Study material Block Start

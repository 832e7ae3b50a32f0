//! Dependency graph domain model.
//!
//! Jobs submitted as a batch form a DAG. Nodes and edges live in dense
//! arenas addressed by index newtypes; job ids map to node indices through
//! a side table. The graph rejects cycles at build time and derives layers,
//! depth, and the critical path up front.

use chrono::{DateTime, Duration, Utc};
use serde::{Deserialize, Serialize};
use std::collections::HashMap;
use uuid::Uuid;

use super::condition::{ConditionParseError, DependencyCondition};
use super::job::{Job, JobPriority, JobResult};

/// Stable handle to a node in the arena.
#[derive(Debug, Clone, Copy, PartialEq, Eq, Hash, Serialize, Deserialize)]
pub struct NodeIndex(pub usize);

/// Stable handle to an edge in the arena.
#[derive(Debug, Clone, Copy, PartialEq, Eq, Hash, Serialize, Deserialize)]
pub struct EdgeIndex(pub usize);

/// Node lifecycle within the graph.
#[derive(Debug, Clone, Copy, PartialEq, Eq, Hash, Serialize, Deserialize)]
#[serde(rename_all = "snake_case")]
pub enum NodeStatus {
    /// Dependencies not yet satisfied.
    Waiting,
    /// All gating edges satisfied; eligible for dispatch.
    Ready,
    Running,
    Completed,
    Failed,
    Cancelled,
    /// Not run because a predecessor failed (non-fatal outcome).
    Skipped,
}

impl NodeStatus {
    pub fn as_str(&self) -> &'static str {
        match self {
            Self::Waiting => "waiting",
            Self::Ready => "ready",
            Self::Running => "running",
            Self::Completed => "completed",
            Self::Failed => "failed",
            Self::Cancelled => "cancelled",
            Self::Skipped => "skipped",
        }
    }

    pub fn is_terminal(&self) -> bool {
        matches!(
            self,
            Self::Completed | Self::Failed | Self::Cancelled | Self::Skipped
        )
    }
}

/// What a dependency edge carries.
#[derive(Debug, Clone, Copy, PartialEq, Eq, Serialize, Deserialize)]
#[serde(rename_all = "snake_case")]
pub enum EdgeKind {
    /// Plain completion ordering.
    Completion,
    /// The dependent consumes artifacts of the source.
    Artifact,
}

impl Default for EdgeKind {
    fn default() -> Self {
        Self::Completion
    }
}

Study material Block End

> _Problem details_:
Give back, verbatim, the lines from the top of the entries above through the line containing "Plain completion ordering.".

> _Answer section_:
repository 832e7ae3b50a32f0
//! Dependency graph domain model.
//!
//! Jobs submitted as a batch form a DAG. Nodes and edges live in dense
//! arenas addressed by index newtypes; job ids map to node indices through
//! a side table. The graph rejects cycles at build time and derives layers,
//! depth, and the critical path up front.

use chrono::{DateTime, Duration, Utc};
use serde::{Deserialize, Serialize};
use std::collections::HashMap;
use uuid::Uuid;

use super::condition::{ConditionParseError, DependencyCondition};
use super::job::{Job, JobPriority, JobResult};

/// Stable handle to a node in the arena.
#[derive(Debug, Clone, Copy, PartialEq, Eq, Hash, Serialize, Deserialize)]
pub struct NodeIndex(pub usize);

/// Stable handle to an edge in the arena.
#[derive(Debug, Clone, Copy, PartialEq, Eq, Hash, Serialize, Deserialize)]
pub struct EdgeIndex(pub usize);

/// Node lifecycle within the graph.
#[derive(Debug, Clone, Copy, PartialEq, Eq, Hash, Serialize, Deserialize)]
#[serde(rename_all = "snake_case")]
pub enum NodeStatus {
    /// Dependencies not yet satisfied.
    Waiting,
    /// All gating edges satisfied; eligible for dispatch.
    Ready,
    Running,
    Completed,
    Failed,
    Cancelled,
    /// Not run because a predecessor failed (non-fatal outcome).
    Skipped,
}

impl NodeStatus {
    pub fn as_str(&self) -> &'static str {
        match self {
            Self::Waiting => "waiting",
            Self::Ready => "ready",
            Self::Running => "running",
            Self::Completed => "completed",
            Self::Failed => "failed",
            Self::Cancelled => "cancelled",
            Self::Skipped => "skipped",
        }
    }

    pub fn is_terminal(&self) -> bool {
        matches!(
            self,
            Self::Completed | Self::Failed | Self::Cancelled | Self::Skipped
        )
    }
}

/// What a dependency edge carries.
#[derive(Debug, Clone, Copy, PartialEq, Eq, Serialize, Deserialize)]
#[serde(rename_all = "snake_case")]
pub enum EdgeKind {
    /// Plain completion ordering.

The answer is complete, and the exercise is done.